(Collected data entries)
Segment Open

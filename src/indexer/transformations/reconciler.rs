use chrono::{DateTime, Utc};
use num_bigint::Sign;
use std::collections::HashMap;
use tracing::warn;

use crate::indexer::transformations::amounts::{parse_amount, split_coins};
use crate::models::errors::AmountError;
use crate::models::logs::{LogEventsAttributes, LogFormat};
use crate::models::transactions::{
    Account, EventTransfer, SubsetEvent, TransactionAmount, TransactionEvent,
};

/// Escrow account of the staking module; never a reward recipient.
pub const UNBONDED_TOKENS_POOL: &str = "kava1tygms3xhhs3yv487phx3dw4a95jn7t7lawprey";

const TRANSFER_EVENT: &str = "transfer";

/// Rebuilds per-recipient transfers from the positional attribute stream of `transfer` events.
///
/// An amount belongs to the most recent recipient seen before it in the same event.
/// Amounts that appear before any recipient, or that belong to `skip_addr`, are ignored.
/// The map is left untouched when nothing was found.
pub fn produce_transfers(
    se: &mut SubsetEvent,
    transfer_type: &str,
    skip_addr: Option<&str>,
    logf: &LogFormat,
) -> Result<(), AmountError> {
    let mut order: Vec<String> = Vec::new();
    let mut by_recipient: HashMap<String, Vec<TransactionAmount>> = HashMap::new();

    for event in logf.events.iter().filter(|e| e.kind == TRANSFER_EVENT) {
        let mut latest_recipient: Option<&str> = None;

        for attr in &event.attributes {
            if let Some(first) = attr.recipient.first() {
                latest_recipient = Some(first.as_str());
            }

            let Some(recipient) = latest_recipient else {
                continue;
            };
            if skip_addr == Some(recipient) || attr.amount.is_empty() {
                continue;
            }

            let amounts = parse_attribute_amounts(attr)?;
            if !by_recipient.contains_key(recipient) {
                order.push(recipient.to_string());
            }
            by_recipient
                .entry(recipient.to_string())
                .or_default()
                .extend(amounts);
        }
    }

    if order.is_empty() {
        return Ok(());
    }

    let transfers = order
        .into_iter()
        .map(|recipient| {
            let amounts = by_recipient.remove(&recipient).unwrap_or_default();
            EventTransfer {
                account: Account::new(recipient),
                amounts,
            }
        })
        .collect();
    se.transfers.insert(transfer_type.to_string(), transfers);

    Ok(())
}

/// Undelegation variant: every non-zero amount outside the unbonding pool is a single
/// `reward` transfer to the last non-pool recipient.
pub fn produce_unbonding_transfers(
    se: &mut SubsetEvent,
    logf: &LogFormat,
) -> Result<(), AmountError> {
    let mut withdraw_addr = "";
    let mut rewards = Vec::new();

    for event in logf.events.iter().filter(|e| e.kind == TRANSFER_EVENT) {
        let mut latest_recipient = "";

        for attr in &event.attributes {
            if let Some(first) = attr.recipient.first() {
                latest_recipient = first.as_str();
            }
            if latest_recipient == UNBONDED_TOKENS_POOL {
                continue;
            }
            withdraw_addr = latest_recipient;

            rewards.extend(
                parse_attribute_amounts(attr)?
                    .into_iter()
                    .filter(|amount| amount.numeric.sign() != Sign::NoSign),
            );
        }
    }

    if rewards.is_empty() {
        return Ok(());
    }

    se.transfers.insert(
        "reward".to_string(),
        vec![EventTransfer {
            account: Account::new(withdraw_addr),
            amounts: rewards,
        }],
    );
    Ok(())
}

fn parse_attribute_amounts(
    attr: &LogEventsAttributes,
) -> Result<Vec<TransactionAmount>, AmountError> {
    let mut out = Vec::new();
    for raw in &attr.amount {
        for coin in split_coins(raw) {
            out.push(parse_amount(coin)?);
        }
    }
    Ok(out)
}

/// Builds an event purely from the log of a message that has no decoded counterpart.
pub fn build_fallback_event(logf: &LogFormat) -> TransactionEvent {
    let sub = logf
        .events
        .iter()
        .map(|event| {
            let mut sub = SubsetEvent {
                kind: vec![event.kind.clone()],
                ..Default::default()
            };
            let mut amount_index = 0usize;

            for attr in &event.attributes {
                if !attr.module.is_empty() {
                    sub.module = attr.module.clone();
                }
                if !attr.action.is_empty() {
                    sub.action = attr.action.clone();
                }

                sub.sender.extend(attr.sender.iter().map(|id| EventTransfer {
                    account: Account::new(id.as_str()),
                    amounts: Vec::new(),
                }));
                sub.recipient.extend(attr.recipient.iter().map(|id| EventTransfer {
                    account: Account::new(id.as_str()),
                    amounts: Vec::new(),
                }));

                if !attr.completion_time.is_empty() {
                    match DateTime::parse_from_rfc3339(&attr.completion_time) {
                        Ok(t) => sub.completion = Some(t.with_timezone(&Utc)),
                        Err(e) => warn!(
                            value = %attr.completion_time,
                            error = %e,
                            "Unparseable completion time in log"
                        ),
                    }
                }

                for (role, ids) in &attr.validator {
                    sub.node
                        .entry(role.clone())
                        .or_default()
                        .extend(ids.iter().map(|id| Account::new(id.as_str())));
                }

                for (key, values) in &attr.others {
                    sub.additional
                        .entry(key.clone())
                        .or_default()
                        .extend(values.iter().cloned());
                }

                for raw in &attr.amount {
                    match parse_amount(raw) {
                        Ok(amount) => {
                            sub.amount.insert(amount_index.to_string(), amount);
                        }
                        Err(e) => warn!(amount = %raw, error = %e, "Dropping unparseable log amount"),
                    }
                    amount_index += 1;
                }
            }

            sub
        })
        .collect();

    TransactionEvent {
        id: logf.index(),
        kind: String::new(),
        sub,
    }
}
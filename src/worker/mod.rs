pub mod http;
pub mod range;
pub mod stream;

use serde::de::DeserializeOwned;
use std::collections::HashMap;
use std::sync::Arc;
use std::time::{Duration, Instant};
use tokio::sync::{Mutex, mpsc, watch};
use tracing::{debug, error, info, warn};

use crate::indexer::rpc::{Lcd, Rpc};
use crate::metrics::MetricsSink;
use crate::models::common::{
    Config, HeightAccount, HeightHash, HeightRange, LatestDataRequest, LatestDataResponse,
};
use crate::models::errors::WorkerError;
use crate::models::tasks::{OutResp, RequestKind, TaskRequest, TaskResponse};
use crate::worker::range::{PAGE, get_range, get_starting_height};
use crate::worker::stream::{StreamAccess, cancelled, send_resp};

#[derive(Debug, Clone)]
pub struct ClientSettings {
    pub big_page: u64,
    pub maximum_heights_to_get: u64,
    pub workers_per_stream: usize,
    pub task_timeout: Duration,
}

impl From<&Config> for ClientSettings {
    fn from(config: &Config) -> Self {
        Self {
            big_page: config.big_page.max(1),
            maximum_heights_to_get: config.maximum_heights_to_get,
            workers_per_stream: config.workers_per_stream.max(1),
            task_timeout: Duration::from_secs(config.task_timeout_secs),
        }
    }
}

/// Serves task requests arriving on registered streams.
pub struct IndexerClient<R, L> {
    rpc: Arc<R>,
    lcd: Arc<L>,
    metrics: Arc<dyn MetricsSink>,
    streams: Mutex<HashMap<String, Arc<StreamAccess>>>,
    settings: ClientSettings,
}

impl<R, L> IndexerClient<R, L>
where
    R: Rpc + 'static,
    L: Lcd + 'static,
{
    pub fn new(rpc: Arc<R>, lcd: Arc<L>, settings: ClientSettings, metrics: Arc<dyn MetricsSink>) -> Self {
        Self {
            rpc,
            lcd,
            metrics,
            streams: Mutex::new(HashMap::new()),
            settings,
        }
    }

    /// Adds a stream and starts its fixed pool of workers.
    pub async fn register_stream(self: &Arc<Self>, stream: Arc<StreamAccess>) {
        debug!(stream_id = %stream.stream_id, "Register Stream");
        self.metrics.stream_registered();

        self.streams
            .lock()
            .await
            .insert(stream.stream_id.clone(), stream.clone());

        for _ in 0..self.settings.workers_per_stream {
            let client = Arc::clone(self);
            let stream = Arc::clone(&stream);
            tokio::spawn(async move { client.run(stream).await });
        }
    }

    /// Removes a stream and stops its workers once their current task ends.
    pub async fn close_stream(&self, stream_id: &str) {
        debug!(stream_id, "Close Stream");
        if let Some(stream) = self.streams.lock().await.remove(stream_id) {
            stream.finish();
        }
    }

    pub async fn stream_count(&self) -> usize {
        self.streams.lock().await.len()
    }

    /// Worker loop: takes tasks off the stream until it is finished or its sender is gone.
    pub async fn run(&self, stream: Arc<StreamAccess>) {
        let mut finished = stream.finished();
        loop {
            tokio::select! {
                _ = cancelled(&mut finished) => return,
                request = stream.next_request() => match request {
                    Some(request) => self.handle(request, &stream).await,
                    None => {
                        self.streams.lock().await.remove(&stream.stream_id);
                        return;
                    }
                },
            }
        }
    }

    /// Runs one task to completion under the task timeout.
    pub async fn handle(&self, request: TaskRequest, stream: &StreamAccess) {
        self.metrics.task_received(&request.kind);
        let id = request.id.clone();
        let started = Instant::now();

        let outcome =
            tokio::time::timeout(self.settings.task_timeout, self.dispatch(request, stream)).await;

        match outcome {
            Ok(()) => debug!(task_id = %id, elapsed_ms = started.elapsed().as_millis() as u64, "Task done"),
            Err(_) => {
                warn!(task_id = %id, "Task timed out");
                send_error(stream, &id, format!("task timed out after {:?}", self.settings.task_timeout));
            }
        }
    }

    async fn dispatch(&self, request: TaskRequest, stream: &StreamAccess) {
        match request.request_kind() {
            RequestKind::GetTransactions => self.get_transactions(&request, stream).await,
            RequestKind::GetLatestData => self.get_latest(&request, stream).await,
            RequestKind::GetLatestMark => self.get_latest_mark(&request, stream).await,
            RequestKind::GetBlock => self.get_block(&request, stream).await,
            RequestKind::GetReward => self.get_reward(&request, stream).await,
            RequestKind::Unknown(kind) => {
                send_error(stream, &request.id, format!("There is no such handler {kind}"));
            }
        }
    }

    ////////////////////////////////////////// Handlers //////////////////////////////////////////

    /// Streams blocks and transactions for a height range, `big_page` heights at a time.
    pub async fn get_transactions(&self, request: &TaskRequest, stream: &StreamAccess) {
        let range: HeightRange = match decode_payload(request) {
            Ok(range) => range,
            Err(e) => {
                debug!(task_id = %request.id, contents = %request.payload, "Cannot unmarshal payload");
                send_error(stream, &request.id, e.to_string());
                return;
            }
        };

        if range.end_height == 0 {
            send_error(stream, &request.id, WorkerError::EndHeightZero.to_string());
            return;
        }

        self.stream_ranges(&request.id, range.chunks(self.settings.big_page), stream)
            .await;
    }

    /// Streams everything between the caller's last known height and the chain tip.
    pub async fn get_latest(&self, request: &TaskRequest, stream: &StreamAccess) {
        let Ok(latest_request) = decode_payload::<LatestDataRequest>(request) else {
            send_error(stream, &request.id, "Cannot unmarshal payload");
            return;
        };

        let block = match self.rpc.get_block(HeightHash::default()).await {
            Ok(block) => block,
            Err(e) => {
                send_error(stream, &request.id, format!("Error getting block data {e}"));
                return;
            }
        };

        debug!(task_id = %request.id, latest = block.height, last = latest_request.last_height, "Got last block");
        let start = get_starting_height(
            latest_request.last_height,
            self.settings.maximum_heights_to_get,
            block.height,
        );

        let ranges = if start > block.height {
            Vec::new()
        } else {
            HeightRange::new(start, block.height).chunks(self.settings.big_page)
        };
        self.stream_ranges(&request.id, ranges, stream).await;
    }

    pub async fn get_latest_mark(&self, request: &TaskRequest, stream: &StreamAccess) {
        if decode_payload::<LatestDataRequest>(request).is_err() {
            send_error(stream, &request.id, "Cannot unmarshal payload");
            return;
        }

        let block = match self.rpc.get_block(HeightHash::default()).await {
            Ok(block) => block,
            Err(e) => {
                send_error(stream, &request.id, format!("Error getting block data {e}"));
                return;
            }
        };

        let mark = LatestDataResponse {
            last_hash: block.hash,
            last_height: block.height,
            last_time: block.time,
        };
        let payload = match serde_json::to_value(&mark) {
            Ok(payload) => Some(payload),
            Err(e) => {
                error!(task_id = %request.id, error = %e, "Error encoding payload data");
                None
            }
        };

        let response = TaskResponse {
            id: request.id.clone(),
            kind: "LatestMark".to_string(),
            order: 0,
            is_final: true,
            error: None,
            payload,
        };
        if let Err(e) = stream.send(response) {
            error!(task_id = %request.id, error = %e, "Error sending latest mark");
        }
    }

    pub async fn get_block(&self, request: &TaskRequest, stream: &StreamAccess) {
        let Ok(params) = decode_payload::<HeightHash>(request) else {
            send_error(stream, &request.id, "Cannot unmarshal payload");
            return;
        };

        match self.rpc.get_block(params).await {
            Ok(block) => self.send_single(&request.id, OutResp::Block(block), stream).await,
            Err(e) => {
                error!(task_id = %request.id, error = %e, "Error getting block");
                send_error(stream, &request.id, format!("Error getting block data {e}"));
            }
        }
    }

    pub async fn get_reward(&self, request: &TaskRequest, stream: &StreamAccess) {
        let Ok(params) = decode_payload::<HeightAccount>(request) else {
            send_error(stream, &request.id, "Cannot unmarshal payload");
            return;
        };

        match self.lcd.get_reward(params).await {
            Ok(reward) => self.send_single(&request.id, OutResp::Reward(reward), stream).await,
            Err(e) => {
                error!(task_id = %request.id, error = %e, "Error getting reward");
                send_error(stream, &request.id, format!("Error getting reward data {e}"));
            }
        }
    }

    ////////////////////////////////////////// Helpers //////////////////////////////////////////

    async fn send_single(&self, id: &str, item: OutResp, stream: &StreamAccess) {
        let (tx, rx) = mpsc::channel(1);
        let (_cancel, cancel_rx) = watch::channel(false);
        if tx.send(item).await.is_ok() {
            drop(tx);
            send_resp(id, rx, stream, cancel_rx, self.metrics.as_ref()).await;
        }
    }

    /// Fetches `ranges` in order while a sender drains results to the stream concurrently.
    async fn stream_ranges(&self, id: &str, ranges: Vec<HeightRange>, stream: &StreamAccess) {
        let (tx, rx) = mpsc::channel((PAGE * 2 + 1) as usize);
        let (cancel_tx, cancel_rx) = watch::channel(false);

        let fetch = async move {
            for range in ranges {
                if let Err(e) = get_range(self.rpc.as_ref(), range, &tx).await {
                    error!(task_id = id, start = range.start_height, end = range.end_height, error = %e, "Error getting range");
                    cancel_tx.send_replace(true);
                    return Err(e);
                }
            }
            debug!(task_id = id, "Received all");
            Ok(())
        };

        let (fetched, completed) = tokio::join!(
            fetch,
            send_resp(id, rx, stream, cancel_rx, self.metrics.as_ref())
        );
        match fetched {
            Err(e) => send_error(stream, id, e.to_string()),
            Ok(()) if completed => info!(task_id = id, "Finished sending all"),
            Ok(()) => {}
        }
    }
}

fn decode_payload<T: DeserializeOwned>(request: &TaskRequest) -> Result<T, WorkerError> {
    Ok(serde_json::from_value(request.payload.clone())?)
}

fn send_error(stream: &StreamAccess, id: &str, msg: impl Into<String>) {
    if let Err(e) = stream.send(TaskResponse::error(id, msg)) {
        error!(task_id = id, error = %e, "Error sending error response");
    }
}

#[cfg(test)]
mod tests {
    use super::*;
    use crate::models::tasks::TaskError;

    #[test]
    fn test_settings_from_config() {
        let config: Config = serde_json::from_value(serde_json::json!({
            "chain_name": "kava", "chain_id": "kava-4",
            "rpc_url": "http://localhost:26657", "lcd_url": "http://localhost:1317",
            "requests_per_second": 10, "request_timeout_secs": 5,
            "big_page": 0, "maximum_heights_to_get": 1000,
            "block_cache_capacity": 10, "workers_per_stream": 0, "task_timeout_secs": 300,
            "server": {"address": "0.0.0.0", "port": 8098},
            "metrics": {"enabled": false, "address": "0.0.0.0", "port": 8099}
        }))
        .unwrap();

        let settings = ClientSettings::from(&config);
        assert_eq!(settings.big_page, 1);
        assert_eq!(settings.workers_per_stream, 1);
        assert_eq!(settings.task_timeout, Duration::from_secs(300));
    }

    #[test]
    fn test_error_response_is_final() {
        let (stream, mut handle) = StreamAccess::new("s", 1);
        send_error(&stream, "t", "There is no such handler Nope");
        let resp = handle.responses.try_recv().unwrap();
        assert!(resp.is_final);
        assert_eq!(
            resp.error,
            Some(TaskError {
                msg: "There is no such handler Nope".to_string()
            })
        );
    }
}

Segment Closed

- _Your assignment_: Gather up every line in the data above that contains the word "TaskResponse", copying each one.

- _Solution below_:
use crate::models::tasks::{OutResp, RequestKind, TaskRequest, TaskResponse};
        let response = TaskResponse {
    if let Err(e) = stream.send(TaskResponse::error(id, msg)) {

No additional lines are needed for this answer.